**** Given data

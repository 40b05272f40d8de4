//! Field rendering utilities for forms

use crate::state::FormField;
use ratatui::{
    layout::Rect,
    style::{Color, Modifier, Style},
    text::{Line, Span},
    widgets::{Block, Borders, Paragraph},
    Frame,
};

fn border_style(is_active: bool) -> Style {
    if is_active {
        Style::default().fg(Color::Cyan)
    } else {
        Style::default().fg(Color::DarkGray)
    }
}

/// Draw a single-line text field, showing its placeholder while empty
pub fn draw_field(frame: &mut Frame, area: Rect, field: &FormField, is_active: bool) {
    let value = field.as_text();
    let cursor = if is_active { "▌" } else { "" };

    let value_span = match (&field.placeholder, value.is_empty()) {
        (Some(placeholder), true) => {
            Span::styled(placeholder.as_str(), Style::default().fg(Color::DarkGray))
        }
        (None, true) if !is_active => {
            Span::styled("(empty)", Style::default().fg(Color::DarkGray))
        }
        _ if is_active => Span::styled(value, Style::default().fg(Color::White)),
        _ => Span::styled(value, Style::default().fg(Color::Gray)),
    };

    // Placeholder sits after the cursor so typing appears where the cursor is
    let line = if value.is_empty() && is_active {
        Line::from(vec![
            Span::styled(cursor, Style::default().fg(Color::Cyan)),
            value_span,
        ])
    } else {
        Line::from(vec![
            value_span,
            Span::styled(cursor, Style::default().fg(Color::Cyan)),
        ])
    };

    let block = Block::default()
        .title(format!(" {} ", field.label))
        .borders(Borders::ALL)
        .border_style(border_style(is_active));

    frame.render_widget(Paragraph::new(line).block(block), area);
}

/// Draw a checkbox field
pub fn draw_checkbox_field(frame: &mut Frame, area: Rect, field: &FormField, focused: bool) {
    let style = if focused {
        Style::default().fg(Color::Yellow)
    } else {
        Style::default().fg(Color::White)
    };

    let border_style = if focused {
        Style::default().fg(Color::Yellow)
    } else {
        Style::default().fg(Color::DarkGray)
    };

    let block = Block::default()
        .borders(Borders::ALL)
        .border_style(border_style);

    let paragraph = Paragraph::new(field.display_value())
        .style(style)
        .block(block);
    frame.render_widget(paragraph, area);
}

/// Draw a one-line selector listing every option, the chosen one marked
pub fn draw_selector_field(
    frame: &mut Frame,
    area: Rect,
    title: &str,
    options: &[&str],
    selected: usize,
    is_active: bool,
) {
    let chosen_style = if is_active {
        Style::default()
            .fg(Color::Cyan)
            .add_modifier(Modifier::BOLD)
    } else {
        Style::default().fg(Color::White)
    };

    let mut spans = Vec::with_capacity(options.len() * 2);
    for (idx, option) in options.iter().enumerate() {
        if idx > 0 {
            spans.push(Span::styled(" │ ", Style::default().fg(Color::DarkGray)));
        }
        if idx == selected {
            spans.push(Span::styled(format!("‹{option}›"), chosen_style));
        } else {
            spans.push(Span::styled(
                format!(" {option} "),
                Style::default().fg(Color::DarkGray),
            ));
        }
    }

    let block = Block::default()
        .title(format!(" {title} "))
        .borders(Borders::ALL)
        .border_style(border_style(is_active));

    frame.render_widget(Paragraph::new(Line::from(spans)).block(block), area);
}

/// Draw key hints under a form
pub fn draw_help_text(frame: &mut Frame, area: Rect, spans: Vec<Span>) {
    let help = Paragraph::new(Line::from(spans)).style(Style::default().fg(Color::DarkGray));
    frame.render_widget(help, area);
}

********

Transcribe all of the material above so that it matches the source exactly.

repository 40b05272f40d8de4
//! Field rendering utilities for forms

use crate::state::FormField;
use ratatui::{
    layout::Rect,
    style::{Color, Modifier, Style},
    text::{Line, Span},
    widgets::{Block, Borders, Paragraph},
    Frame,
};

fn border_style(is_active: bool) -> Style {
    if is_active {
        Style::default().fg(Color::Cyan)
    } else {
        Style::default().fg(Color::DarkGray)
    }
}

/// Draw a single-line text field, showing its placeholder while empty
pub fn draw_field(frame: &mut Frame, area: Rect, field: &FormField, is_active: bool) {
    let value = field.as_text();
    let cursor = if is_active { "▌" } else { "" };

    let value_span = match (&field.placeholder, value.is_empty()) {
        (Some(placeholder), true) => {
            Span::styled(placeholder.as_str(), Style::default().fg(Color::DarkGray))
        }
        (None, true) if !is_active => {
            Span::styled("(empty)", Style::default().fg(Color::DarkGray))
        }
        _ if is_active => Span::styled(value, Style::default().fg(Color::White)),
        _ => Span::styled(value, Style::default().fg(Color::Gray)),
    };

    // Placeholder sits after the cursor so typing appears where the cursor is
    let line = if value.is_empty() && is_active {
        Line::from(vec![
            Span::styled(cursor, Style::default().fg(Color::Cyan)),
            value_span,
        ])
    } else {
        Line::from(vec![
            value_span,
            Span::styled(cursor, Style::default().fg(Color::Cyan)),
        ])
    };

    let block = Block::default()
        .title(format!(" {} ", field.label))
        .borders(Borders::ALL)
        .border_style(border_style(is_active));

    frame.render_widget(Paragraph::new(line).block(block), area);
}

/// Draw a checkbox field
pub fn draw_checkbox_field(frame: &mut Frame, area: Rect, field: &FormField, focused: bool) {
    let style = if focused {
        Style::default().fg(Color::Yellow)
    } else {
        Style::default().fg(Color::White)
    };

    let border_style = if focused {
        Style::default().fg(Color::Yellow)
    } else {
        Style::default().fg(Color::DarkGray)
    };

    let block = Block::default()
        .borders(Borders::ALL)
        .border_style(border_style);

    let paragraph = Paragraph::new(field.display_value())
        .style(style)
        .block(block);
    frame.render_widget(paragraph, area);
}

/// Draw a one-line selector listing every option, the chosen one marked
pub fn draw_selector_field(
    frame: &mut Frame,
    area: Rect,
    title: &str,
    options: &[&str],
    selected: usize,
    is_active: bool,
) {
    let chosen_style = if is_active {
        Style::default()
            .fg(Color::Cyan)
            .add_modifier(Modifier::BOLD)
    } else {
        Style::default().fg(Color::White)
    };

    let mut spans = Vec::with_capacity(options.len() * 2);
    for (idx, option) in options.iter().enumerate() {
        if idx > 0 {
            spans.push(Span::styled(" │ ", Style::default().fg(Color::DarkGray)));
        }
        if idx == selected {
            spans.push(Span::styled(format!("‹{option}›"), chosen_style));
        } else {
            spans.push(Span::styled(
                format!(" {option} "),
                Style::default().fg(Color::DarkGray),
            ));
        }
    }

    let block = Block::default()
        .title(format!(" {title} "))
        .borders(Borders::ALL)
        .border_style(border_style(is_active));

    frame.render_widget(Paragraph::new(Line::from(spans)).block(block), area);
}

/// Draw key hints under a form
pub fn draw_help_text(frame: &mut Frame, area: Rect, spans: Vec<Span>) {
    let help = Paragraph::new(Line::from(spans)).style(Style::default().fg(Color::DarkGray));
    frame.render_widget(help, area);
}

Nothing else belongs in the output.